Use of different accounting principles

2.8       Subsection 3.2(5) of the Instrument requires financial statements to be prepared in accordance with the same accounting principles for all periods presented in the financial statements.

An issuer that is required to file, or include in a document that is filed, financial statements for three years can, except in the situation discussed in section 2.9 of this Companion Policy, choose to present two sets of financial statements. For example, if the earliest of the three financial years relates to a financial year beginning before January 1, 2010, the issuer should provide one set of financial statements that presents information for the most recent two years using the accounting principles in Part 3 of the Instrument and one set of financial statements that either:

    1. presents information for a third and fourth year using the accounting principles in Part 4, or
    2. presents information for a second and third year using the accounting principles in Part 4.

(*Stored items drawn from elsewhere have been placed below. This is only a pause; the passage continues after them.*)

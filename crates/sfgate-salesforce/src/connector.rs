//! Capability traits for Salesforce access.
//!
//! The dispatcher only depends on these traits, so tests can substitute a
//! recording fake for the network-backed [`RestConnector`](crate::RestConnector).

use async_trait::async_trait;
use serde_json::Value;

use crate::credentials::Credentials;
use crate::error::SalesforceError;
use crate::metadata::{self, MetadataType};

/// Establishes authenticated sessions.
#[async_trait]
pub trait SalesforceConnector: Send + Sync {
    /// Logs in with the given credentials and returns a fresh session.
    ///
    /// Every call performs a new login; sessions are never cached.
    async fn login(
        &self,
        credentials: &Credentials,
    ) -> Result<Box<dyn SalesforceSession>, SalesforceError>;
}

/// An authenticated session, valid for the lifetime of one request.
#[async_trait]
pub trait SalesforceSession: Send + Sync {
    /// Runs a SOQL query against the data API and returns the raw result.
    async fn query(&self, soql: &str) -> Result<Value, SalesforceError>;

    /// Runs a query against the Tooling API and returns the raw result.
    async fn tooling_query(&self, soql: &str) -> Result<Value, SalesforceError>;

    /// Returns the describe result for an sObject.
    async fn describe_object(&self, object_name: &str) -> Result<Value, SalesforceError>;

    /// Reads the named metadata components of one type.
    ///
    /// One Tooling query is issued per name, sequentially. A single name
    /// yields a single component (or `null` when it does not exist); any
    /// other count yields an array.
    async fn read_metadata(
        &self,
        kind: MetadataType,
        full_names: &[String],
    ) -> Result<Value, SalesforceError> {
        let mut components = Vec::with_capacity(full_names.len());
        for full_name in full_names {
            let result = self
                .tooling_query(&metadata::component_query(kind, full_name))
                .await?;
            components.push(metadata::component_from_result(&result));
        }

        if components.len() == 1 {
            Ok(components.remove(0))
        } else {
            Ok(Value::Array(components))
        }
    }
}
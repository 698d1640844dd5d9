//! MCP tools/* method types.

use serde::{Deserialize, Serialize};
use serde_json::Value;

/// A single tool definition in the `tools/list` response.
#[derive(Debug, Clone, Serialize, Deserialize)]
pub struct McpToolDefinition {
    /// Tool name.
    pub name: String,
    /// Tool description.
    #[serde(default, skip_serializing_if = "Option::is_none")]
    pub description: Option<String>,
    /// JSON Schema for input parameters.
    #[serde(rename = "inputSchema")]
    pub input_schema: Value,
}

/// Response for `tools/list`.
#[derive(Debug, Clone, Serialize, Deserialize)]
pub struct ToolsListResult {
    /// Available tools.
    pub tools: Vec<McpToolDefinition>,
}

/// Request params for `tools/call`.
#[derive(Debug, Clone, Serialize, Deserialize)]
pub struct ToolsCallParams {
    /// Name of the tool to invoke.
    pub name: String,
    /// Arguments to pass; an empty object when omitted.
    #[serde(default = "empty_arguments")]
    pub arguments: Value,
}

fn empty_arguments() -> Value {
    Value::Object(serde_json::Map::new())
}

/// Content item in a tool call response.
#[derive(Debug, Clone, Serialize, Deserialize)]
#[serde(tag = "type", rename_all = "lowercase")]
pub enum ToolContent {
    /// Text content.
    Text { text: String },
}

/// Response for `tools/call`.
#[derive(Debug, Clone, Serialize, Deserialize)]
pub struct ToolsCallResult {
    /// Content items returned by the tool.
    pub content: Vec<ToolContent>,
    /// Whether the tool call resulted in an error.
    #[serde(default, rename = "isError")]
    pub is_error: bool,
}

impl ToolsCallResult {
    /// Wraps a single text block as a successful result.
    pub fn text(text: impl Into<String>) -> Self {
        Self {
            content: vec![ToolContent::Text { text: text.into() }],
            is_error: false,
        }
    }
}
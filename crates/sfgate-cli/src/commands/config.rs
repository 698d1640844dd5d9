//! `sfgate config` command.

use clap::Args;

use sfgate_config::GatewayConfig;

/// Print the effective configuration (secret masked).
#[derive(Debug, Args)]
pub struct ConfigArgs {}

/// Executes the config command.
pub fn execute(_args: &ConfigArgs, config: &GatewayConfig) -> anyhow::Result<()> {
    print!("{}", config.redacted().to_toml()?);
    Ok(())
}
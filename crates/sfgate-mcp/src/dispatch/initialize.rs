//! Handles the `initialize` MCP method.

use sfgate_protocol::mcp::initialize::{
    InitializeResult, ServerCapabilities, ServerInfo, ToolCapability, PROTOCOL_VERSION,
};
use sfgate_protocol::RequestId;

use crate::handler::{JsonRpcOutput, SERVICE_NAME};

/// Handles the `initialize` request and returns the server capabilities.
///
/// Client params are accepted as-is; the descriptor is static.
pub(crate) fn handle_initialize(id: RequestId) -> JsonRpcOutput {
    let result = InitializeResult {
        protocol_version: PROTOCOL_VERSION.to_string(),
        capabilities: ServerCapabilities {
            tools: Some(ToolCapability {}),
        },
        server_info: ServerInfo {
            name: SERVICE_NAME.to_string(),
            version: env!("CARGO_PKG_VERSION").to_string(),
        },
    };

    super::success(id, result)
}

#[cfg(test)]
mod tests {
    use super::*;

    #[test]
    fn echoes_id_and_announces_tools() {
        let output = handle_initialize(RequestId::String("init-1".into()));
        let JsonRpcOutput::Success(resp) = output else {
            panic!("expected success");
        };
        assert_eq!(resp.id, RequestId::String("init-1".into()));
        assert_eq!(resp.result["protocolVersion"], PROTOCOL_VERSION);
        assert_eq!(resp.result["serverInfo"]["name"], SERVICE_NAME);
        assert!(resp.result["capabilities"]["tools"].is_object());
    }
}
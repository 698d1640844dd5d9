//! MCP initialize method types.
//!
//! The gateway answers `initialize` with a static descriptor; client
//! params are accepted but not interpreted.

use serde::{Deserialize, Serialize};

/// Tool-related capability.
#[derive(Debug, Clone, Default, Serialize, Deserialize)]
pub struct ToolCapability {}

/// Server capabilities returned during initialization.
#[derive(Debug, Clone, Default, Serialize, Deserialize)]
pub struct ServerCapabilities {
    /// Tools capability (present if server exposes tools).
    #[serde(default, skip_serializing_if = "Option::is_none")]
    pub tools: Option<ToolCapability>,
}

/// Server info returned during initialization.
#[derive(Debug, Clone, Serialize, Deserialize)]
pub struct ServerInfo {
    /// Server name.
    pub name: String,
    /// Server version.
    pub version: String,
}

/// Response for `initialize`.
#[derive(Debug, Clone, Serialize, Deserialize)]
pub struct InitializeResult {
    /// Protocol version announced by the server.
    #[serde(rename = "protocolVersion")]
    pub protocol_version: String,
    /// Server capabilities.
    pub capabilities: ServerCapabilities,
    /// Server info.
    #[serde(rename = "serverInfo")]
    pub server_info: ServerInfo,
}

/// MCP protocol version supported by this implementation.
pub const PROTOCOL_VERSION: &str = "2024-11-05";
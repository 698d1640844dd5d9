//! Metadata component types and Tooling API helpers for reading them.

use std::fmt;

use serde::{Deserialize, Serialize};
use serde_json::Value;

/// Metadata types the gateway can retrieve.
#[derive(Debug, Clone, Copy, PartialEq, Eq, Hash, Serialize, Deserialize)]
pub enum MetadataType {
    CustomObject,
    Flow,
    FlowDefinition,
    CustomField,
    ValidationRule,
    ApexClass,
    ApexTrigger,
    WorkflowRule,
    Layout,
}

impl MetadataType {
    /// Every supported type, in the order advertised to clients.
    pub const ALL: [MetadataType; 9] = [
        Self::CustomObject,
        Self::Flow,
        Self::FlowDefinition,
        Self::CustomField,
        Self::ValidationRule,
        Self::ApexClass,
        Self::ApexTrigger,
        Self::WorkflowRule,
        Self::Layout,
    ];

    /// The Salesforce API name of the type.
    pub fn as_str(self) -> &'static str {
        match self {
            Self::CustomObject => "CustomObject",
            Self::Flow => "Flow",
            Self::FlowDefinition => "FlowDefinition",
            Self::CustomField => "CustomField",
            Self::ValidationRule => "ValidationRule",
            Self::ApexClass => "ApexClass",
            Self::ApexTrigger => "ApexTrigger",
            Self::WorkflowRule => "WorkflowRule",
            Self::Layout => "Layout",
        }
    }
}

impl fmt::Display for MetadataType {
    fn fmt(&self, f: &mut fmt::Formatter<'_>) -> fmt::Result {
        f.write_str(self.as_str())
    }
}

/// Whether an sObject API name denotes a user-defined (custom) object.
pub fn is_custom_object(object_name: &str) -> bool {
    object_name.ends_with("__c")
}

/// Builds the single-row Tooling query that reads one component.
pub(crate) fn component_query(kind: MetadataType, full_name: &str) -> String {
    format!(
        "SELECT Id, FullName, Metadata FROM {kind} WHERE FullName = '{}'",
        escape_soql_literal(full_name)
    )
}

/// Turns a Tooling query result into a component object.
///
/// The component is the record's `Metadata` body with `fullName` added.
/// Returns `Value::Null` when no record matched.
pub(crate) fn component_from_result(result: &Value) -> Value {
    let Some(record) = result
        .get("records")
        .and_then(Value::as_array)
        .and_then(|records| records.first())
    else {
        return Value::Null;
    };

    let mut component = match record.get("Metadata") {
        Some(Value::Object(body)) => body.clone(),
        _ => serde_json::Map::new(),
    };
    if let Some(full_name) = record.get("FullName") {
        component.insert("fullName".to_string(), full_name.clone());
    }
    Value::Object(component)
}

fn escape_soql_literal(value: &str) -> String {
    let mut out = String::with_capacity(value.len());
    for c in value.chars() {
        if matches!(c, '\\' | '\'') {
            out.push('\\');
        }
        out.push(c);
    }
    out
}
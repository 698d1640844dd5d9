//! SOAP partner `login` envelope and response parsing.
//!
//! Only the handful of elements the gateway needs are read (`sessionId`,
//! `serverUrl`, `faultstring`), so a tag scanner is enough here.

use crate::error::SalesforceError;

/// Session details returned by a successful login.
#[derive(Debug, Clone, PartialEq, Eq)]
pub(crate) struct LoginResult {
    pub(crate) session_id: String,
    pub(crate) server_url: String,
}

/// Builds the SOAP body for the partner API `login` call.
pub(crate) fn login_envelope(username: &str, secret: &str) -> String {
    format!(
        concat!(
            r#"<?xml version="1.0" encoding="utf-8"?>"#,
            r#"<env:Envelope xmlns:xsd="http://www.w3.org/2001/XMLSchema" "#,
            r#"xmlns:xsi="http://www.w3.org/2001/XMLSchema-instance" "#,
            r#"xmlns:env="http://schemas.xmlsoap.org/soap/envelope/">"#,
            r#"<env:Body><n1:login xmlns:n1="urn:partner.soap.sforce.com">"#,
            "<n1:username>{}</n1:username><n1:password>{}</n1:password>",
            "</n1:login></env:Body></env:Envelope>"
        ),
        escape(username),
        escape(secret)
    )
}

/// Extracts the session from a login response body.
pub(crate) fn parse_login_response(body: &str) -> Result<LoginResult, SalesforceError> {
    if let Some(message) = element_text(body, "faultstring") {
        return Err(SalesforceError::LoginFault { message });
    }

    let session_id = element_text(body, "sessionId")
        .ok_or_else(|| SalesforceError::InvalidLoginResponse("missing sessionId".into()))?;
    let server_url = element_text(body, "serverUrl")
        .ok_or_else(|| SalesforceError::InvalidLoginResponse("missing serverUrl".into()))?;

    Ok(LoginResult {
        session_id,
        server_url,
    })
}

/// Returns the text of the first element whose local name is `local_name`,
/// ignoring any namespace prefix.
pub(crate) fn element_text(xml: &str, local_name: &str) -> Option<String> {
    let mut rest = xml;
    while let Some(start) = rest.find('<') {
        let after = &rest[start + 1..];
        let end = after.find('>')?;
        let tag = &after[..end];
        rest = &after[end + 1..];

        if tag.starts_with(['/', '?', '!']) || tag.ends_with('/') {
            continue;
        }
        let name = tag.split_whitespace().next().unwrap_or_default();
        let local = name.rsplit(':').next().unwrap_or(name);
        if local == local_name {
            let close = rest.find("</")?;
            return Some(unescape(&rest[..close]));
        }
    }
    None
}

fn escape(value: &str) -> String {
    let mut out = String::with_capacity(value.len());
    for c in value.chars() {
        match c {
            '&' => out.push_str("&amp;"),
            '<' => out.push_str("&lt;"),
            '>' => out.push_str("&gt;"),
            '"' => out.push_str("&quot;"),
            '\'' => out.push_str("&apos;"),
            _ => out.push(c),
        }
    }
    out
}

fn unescape(value: &str) -> String {
    value
        .replace("&lt;", "<")
        .replace("&gt;", ">")
        .replace("&quot;", "\"")
        .replace("&apos;", "'")
        .replace("&amp;", "&")
}
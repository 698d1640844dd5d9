//! Handles the `tools/call` MCP method.

use serde_json::Value;
use tracing::Instrument;

use sfgate_protocol::mcp::tools::{ToolsCallParams, ToolsCallResult};
use sfgate_protocol::{error_codes, RequestId};
use sfgate_salesforce::{CredentialHeaders, SalesforceConnector};

use super::{failure, success};
use crate::handler::JsonRpcOutput;
use crate::tools::Tool;

/// Handles the `tools/call` request.
///
/// Credentials are checked first, then the tool name and arguments; only a
/// fully valid call reaches the network.
pub(crate) async fn handle_tools_call(
    id: RequestId,
    params: &Option<Value>,
    headers: &CredentialHeaders,
    connector: &dyn SalesforceConnector,
    default_login_url: &str,
) -> JsonRpcOutput {
    let span = tracing::info_span!("tools_call", id = ?id, tool = tracing::field::Empty);
    call(id, params, headers, connector, default_login_url)
        .instrument(span)
        .await
}

async fn call(
    id: RequestId,
    params: &Option<Value>,
    headers: &CredentialHeaders,
    connector: &dyn SalesforceConnector,
    default_login_url: &str,
) -> JsonRpcOutput {
    // 1. Credentials
    let credentials = match headers.parse(default_login_url) {
        Ok(c) => c,
        Err(e) => return failure(id, error_codes::INVALID_PARAMS, e.to_string()),
    };

    // 2. Parse params
    let call_params = match params {
        Some(p) => match serde_json::from_value::<ToolsCallParams>(p.clone()) {
            Ok(cp) => cp,
            Err(e) => {
                return failure(
                    id,
                    error_codes::INVALID_PARAMS,
                    format!("invalid tools/call params: {e}"),
                );
            }
        },
        None => return failure(id, error_codes::INVALID_PARAMS, "tools/call requires params"),
    };
    tracing::Span::current().record("tool", call_params.name.as_str());

    // 3. Resolve the tool
    let Some(tool) = Tool::from_name(&call_params.name) else {
        return failure(
            id,
            error_codes::METHOD_NOT_FOUND,
            format!("Unknown tool: {}", call_params.name),
        );
    };

    // 4. Validate arguments
    let tool_call = match tool.parse_call(&call_params.arguments) {
        Ok(c) => c,
        Err(e) => return failure(id, error_codes::INVALID_PARAMS, e.to_string()),
    };

    // 5. Fresh session, then invoke
    let session = match connector.login(&credentials).await {
        Ok(s) => s,
        Err(e) => {
            tracing::warn!(error = %e, "Salesforce login failed");
            return failure(id, error_codes::INTERNAL_ERROR, e.to_string());
        }
    };

    let value = match tool_call.invoke(session.as_ref()).await {
        Ok(v) => v,
        Err(e) => {
            tracing::warn!(error = %e, "Salesforce call failed");
            return failure(id, error_codes::INTERNAL_ERROR, e.to_string());
        }
    };
    tracing::debug!("tool call succeeded");

    match serde_json::to_string_pretty(&value) {
        Ok(text) => success(id, ToolsCallResult::text(text)),
        Err(e) => failure(id, error_codes::INTERNAL_ERROR, e.to_string()),
    }
}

Note that under option (a), a fourth year not otherwise required would be included to satisfy the requirement in the issuer's GAAP for comparative financial statements. Under option (b), information for a second year would be presented in both sets of financial statements. This second year would be included in the most recent set of financial statements using accounting principles in Part 3 of the Instrument and also in the earliest set of financial statements using accounting principles in Part 4 of the Instrument.

If the accounting principles used for the earliest of the three financial years and the most recent two years differ, but both are acceptable in Part 3 of the Instrument, presentation of information for the earliest year would be similar to the example described above.

Date of transition to IFRS if financial statements include a transition year of less than nine months

2.9       Subsection 4.8(6) of NI 51-102 states that if a transition year is less than nine months in length, the reporting issuer must include comparative financial information for the transition year and old financial year in its financial statements for its new financial year. Similarly, subsection 32.2(4) in Form 41-101F1 states that if an issuer changed its financial year end during any of the financial years referred to in section 32.2 and the transition year is less than nine months, the transition year is deemed not to be a financial year for purposes of the requirement to provide financial statements for a specified number of financial years in section 32.2.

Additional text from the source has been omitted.